Allgemein, Infostandberichte

14. August 2019 – Fast jede Nacht werden Menschen abgeholt

Heute wurde uns berichtet, dass die Abschiebemaschinerie wieder voll im Gange ist. Täglich komme die Polizei – meist mit 2 Autos – und hole Menschen ab. Alle die, welche unsere Berichte regelmäßig verfolgen, wissen, dass wir uns an dieser Stelle wiederholen. Aber es ist wie es ist: die Menschen im Abschiebelager leben in allgegenwärtiger Angst vor der Abholung.

Abends, während der Rest der Stadt den Tag ausklingen lässt – die lauen Sommerabende an der Donau, in der Kneipe oder am Bismarckplatz verbringt, steigt im Lager die Anspannung. Denn es ist vor allem nachts, wo Menschen abgeholt werden. Wann genau, ist nicht klar. Es kann eins, drei oder acht Uhr morgens sein. An Schlaf ist kaum zu denken. Uns wird berichtet, dass viele Menschen kaum oder gar nicht schlafen. Zu groß ist die Angst. Nacht um Nacht fahren die Polizeiwägen vor. Die Beamt*innen steigen aus und begeben sich zur Pforte. Nach einem kurzen Stopp dort, wo ihnen bereitwillig mitgeteilt wird, wo die Abzuholenden zu finden sind, gehen sie, um diese zu holen. Menschen packen, Menschen werden zu den Polizeiwägen abgeführt, Autotüren fallen zu, Autos fahren weg. Stille.

Still ist es oft auch am Infostand heute. Die Schilderungen über die derzeitige Situation im Lager, lassen uns ebenso sprachlos, wie die Geschichte eines kürzlich nach Regensburg Gekommenen. Er ist schon seit er 16 Jahre alt ist auf der Flucht. Er erzählt uns von seinem Herkunftsland, den Terror dort und warum er flüchten musste. Er erzählt uns von Lybien, als er dort gefangen gehalten wurde. Seine Familie musste Geld bezahlen damit er schließlich weiter durfte. Er erzählt von der Überfahrt über das Mittelmeer. Wie er und viele andere in einem überfüllten Boot tagelang ohne Wasser und Essen ausharren mussten.

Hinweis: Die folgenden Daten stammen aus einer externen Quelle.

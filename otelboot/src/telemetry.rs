//! Pipeline lifecycle: ordered provider construction, rollback on partial
//! failure, deferred global registration and aggregated shutdown.

use std::sync::Once;
use std::time::Duration;

use opentelemetry::global as otel_global;
use opentelemetry::propagation::TextMapCompositePropagator;
use opentelemetry_sdk::Resource;
use opentelemetry_sdk::propagation::{BaggagePropagator, TraceContextPropagator};
use tracing::{debug, error, info, warn};

use crate::cleanup::CleanupRegistry;
use crate::config::{Config, ConfigError};
use crate::error::{AggregatedShutdownError, Result, ShutdownError};
use crate::exporter::Channel;
use crate::global;
use crate::provider::{ManagedProvider, OtlpProviderFactory, ProviderFactory};
use crate::resource::build_resource;

static PROPAGATOR: Once = Once::new();

/// Handle to a running pipeline.
///
/// Holds the constructed providers and their shutdown callbacks. Dropping the
/// handle does not shut anything down; call [`shutdown`](Self::shutdown).
pub struct Telemetry<F: ProviderFactory = OtlpProviderFactory> {
    tracer_provider: Option<F::Tracer>,
    meter_provider: Option<F::Meter>,
    logger_provider: Option<F::Logger>,
    resource: Option<Resource>,
    cleanup: CleanupRegistry,
    globals_installed: bool,
}

/// Bring up the OTLP pipeline described by `config`.
///
/// Must be polled inside a Tokio runtime: the gRPC exporters need one.
pub async fn init(config: Option<&Config>) -> Result<Telemetry> {
    init_with(config, OtlpProviderFactory).await
}

/// Bring up a pipeline whose providers come from `factory`.
///
/// Providers are built in the order traces, logs, metrics. If any enabled
/// channel fails, every provider built so far is shut down and the failure
/// is returned; nothing is registered globally in that case.
pub async fn init_with<F: ProviderFactory>(
    config: Option<&Config>,
    factory: F,
) -> Result<Telemetry<F>> {
    let config = config.ok_or(ConfigError::Missing)?;

    if config.all_disabled() {
        warn!("All telemetry channels are disabled; pipeline will be inert");
        return Ok(Telemetry::inert());
    }

    info!(
        endpoint = %config.endpoint(),
        transport = %config.transport(),
        traces = !config.traces_disabled(),
        metrics = !config.metrics_disabled(),
        logs = !config.logs_disabled(),
        "Initializing telemetry pipeline"
    );

    install_propagator();
    let resource = build_resource(config)?;
    let mut cleanup = CleanupRegistry::default();

    let tracer_provider = construct(
        Channel::Traces,
        config.traces_disabled(),
        &mut cleanup,
        || factory.tracer_provider(config, &resource),
    )?;

    let logger_provider = construct(
        Channel::Logs,
        config.logs_disabled(),
        &mut cleanup,
        || factory.logger_provider(config, &resource),
    )?;

    let meter_provider = construct(
        Channel::Metrics,
        config.metrics_disabled(),
        &mut cleanup,
        || factory.meter_provider(config, &resource),
    )?;

    if config.install_globals() {
        if let Some(provider) = &tracer_provider {
            provider.install_global();
        }
        if let Some(provider) = &logger_provider {
            provider.install_global();
        }
        if let Some(provider) = &meter_provider {
            provider.install_global();
        }
        debug!(providers = cleanup.len(), "Providers installed as process-wide defaults");
    }

    info!(
        service_name = %config.service_name(),
        providers = cleanup.len(),
        "Telemetry pipeline started"
    );

    Ok(Telemetry {
        tracer_provider,
        meter_provider,
        logger_provider,
        resource: Some(resource),
        cleanup,
        globals_installed: config.install_globals(),
    })
}

/// Build one channel's provider, rolling back everything already built if
/// construction fails.
fn construct<P, B>(
    channel: Channel,
    disabled: bool,
    cleanup: &mut CleanupRegistry,
    build: B,
) -> Result<Option<P>>
where
    P: ManagedProvider,
    B: FnOnce() -> Result<P>,
{
    if disabled {
        debug!(channel = %channel, "Channel disabled, skipping");
        return Ok(None);
    }

    match build() {
        Ok(provider) => {
            cleanup.register(channel, provider.clone());
            Ok(Some(provider))
        }
        Err(e) => {
            error!(
                channel = %channel,
                error = %e,
                rollback = cleanup.len(),
                "Provider construction failed, rolling back"
            );
            Err(e.with_rollback(cleanup.drain()))
        }
    }
}

fn install_propagator() {
    PROPAGATOR.call_once(|| {
        otel_global::set_text_map_propagator(TextMapCompositePropagator::new(vec![
            Box::new(TraceContextPropagator::new()),
            Box::new(BaggagePropagator::new()),
        ]));
        debug!("Installed trace-context and baggage propagator");
    });
}

impl<F: ProviderFactory> Telemetry<F> {
    fn inert() -> Self {
        Self {
            tracer_provider: None,
            meter_provider: None,
            logger_provider: None,
            resource: None,
            cleanup: CleanupRegistry::default(),
            globals_installed: false,
        }
    }

    /// True when no channel was enabled.
    pub fn is_noop(&self) -> bool {
        self.tracer_provider.is_none()
            && self.meter_provider.is_none()
            && self.logger_provider.is_none()
    }

    pub fn tracer_provider(&self) -> Option<&F::Tracer> {
        self.tracer_provider.as_ref()
    }

    pub fn meter_provider(&self) -> Option<&F::Meter> {
        self.meter_provider.as_ref()
    }

    pub fn logger_provider(&self) -> Option<&F::Logger> {
        self.logger_provider.as_ref()
    }

    /// The resource shared by every provider.
    pub fn resource(&self) -> Option<&Resource> {
        self.resource.as_ref()
    }

    /// Shut down every provider in construction order.
    ///
    /// All providers are attempted even if some fail. Later calls are no-ops.
    /// Provider shutdown blocks until queued data is exported, and the gRPC
    /// exporters need the runtime to make progress, so the drain runs on the
    /// blocking pool while this future yields.
    pub async fn shutdown(&mut self) -> std::result::Result<(), AggregatedShutdownError> {
        let Some(cleanup) = self.take_cleanup() else {
            return Ok(());
        };

        info!(providers = cleanup.len(), "Shutting down telemetry pipeline");

        match tokio::task::spawn_blocking(move || cleanup.run()).await {
            Ok(result) => result,
            Err(e) if e.is_panic() => std::panic::resume_unwind(e.into_panic()),
            // Cancelled only while the runtime itself is shutting down.
            Err(_) => Ok(()),
        }
    }

    /// Like [`shutdown`](Self::shutdown), bounded by `timeout`.
    ///
    /// If the deadline passes the drain keeps running in the background and
    /// the handle is left empty.
    pub async fn shutdown_with_timeout(
        &mut self,
        timeout: Duration,
    ) -> std::result::Result<(), ShutdownError> {
        let Some(cleanup) = self.take_cleanup() else {
            return Ok(());
        };

        info!(
            providers = cleanup.len(),
            timeout = ?timeout,
            "Shutting down telemetry pipeline"
        );

        let task = tokio::task::spawn_blocking(move || cleanup.run());

        match tokio::time::timeout(timeout, task).await {
            Ok(Ok(result)) => result.map_err(ShutdownError::from),
            Ok(Err(e)) => Err(ShutdownError::Join(e.to_string())),
            Err(_) => {
                warn!(timeout = ?timeout, "Telemetry shutdown deadline exceeded");
                Err(ShutdownError::DeadlineExceeded(timeout))
            }
        }
    }

    /// Empty the registry, withdrawing any process-wide registration first so
    /// no new bridge attaches to a provider that is going away.
    fn take_cleanup(&mut self) -> Option<CleanupRegistry> {
        if self.cleanup.is_empty() {
            return None;
        }

        if std::mem::take(&mut self.globals_installed) {
            global::clear();
        }

        Some(std::mem::take(&mut self.cleanup))
    }
}

impl<F: ProviderFactory> std::fmt::Debug for Telemetry<F> {
    fn fmt(&self, f: &mut std::fmt::Formatter<'_>) -> std::fmt::Result {
        f.debug_struct("Telemetry")
            .field("traces", &self.tracer_provider.is_some())
            .field("metrics", &self.meter_provider.is_some())
            .field("logs", &self.logger_provider.is_some())
            .field("cleanup", &self.cleanup)
            .finish()
    }
}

Er sagt, er wohnt nun schon seit ein paar Jahren in Deutschland. Er habe bereits ein Praktikum in einem Supermarkt gemacht. Acht Monate habe er dort ohne Lohn gearbeitet, bis ihm ein Ausbildungsplatz angeboten wurde. Mit dem Ausbildungsvertrag ging er zur Ausländerbehörde um sich die Genehmigung zu holen. Doch er wurde abgelehnt. Tag für Tag erschien er dort, immer früh morgens. Vielleicht, dachte er sich, wenn er jeden Tag hingehe, werden sie einmal ja sagen. Doch daraus wurde nichts. Schließlich entschloss sich weiter nach Schweden zu gehen. Dort war er nur wenige Monate, bevor er aufgrund der Dublinverordnung wieder nach Deutschland gebracht wurde. Nun ist er wieder hier. Lebt mit zahllosen Menschen auf engstem Raum und ist zum Warten verurteilt.

Später sprachen wir noch mit anderen Menschen. Sie sind auch relativ neu im Lager in Regensburg und wir konnten ihnen einige allgemeine Fragen beantworten. Das Gespräch wurde schließlich tiefer und wir redeten über die sogenannte „freiwillige Rückreise“. Das Wort „freiwillig“ ist unserer Meinung nach, ein Schlag in das Gesicht aller davon betroffenen Menschen. Wie kann von freiem Willen die Rede sein, wenn den Menschen letztendlich keine Wahl gelassen wird? Sie können lediglich entscheiden, ob sie ohne direkte Gewalt, also Polizei oder ohne gehen wollen. Eine freie Wahl oder Selbstbestimmung ist in der bis ins letzte Detail und mit aller deutschen Gründlichkeit kontrollierten Migrationspolitik Deutschlands für Geflüchtete nicht vorgesehen.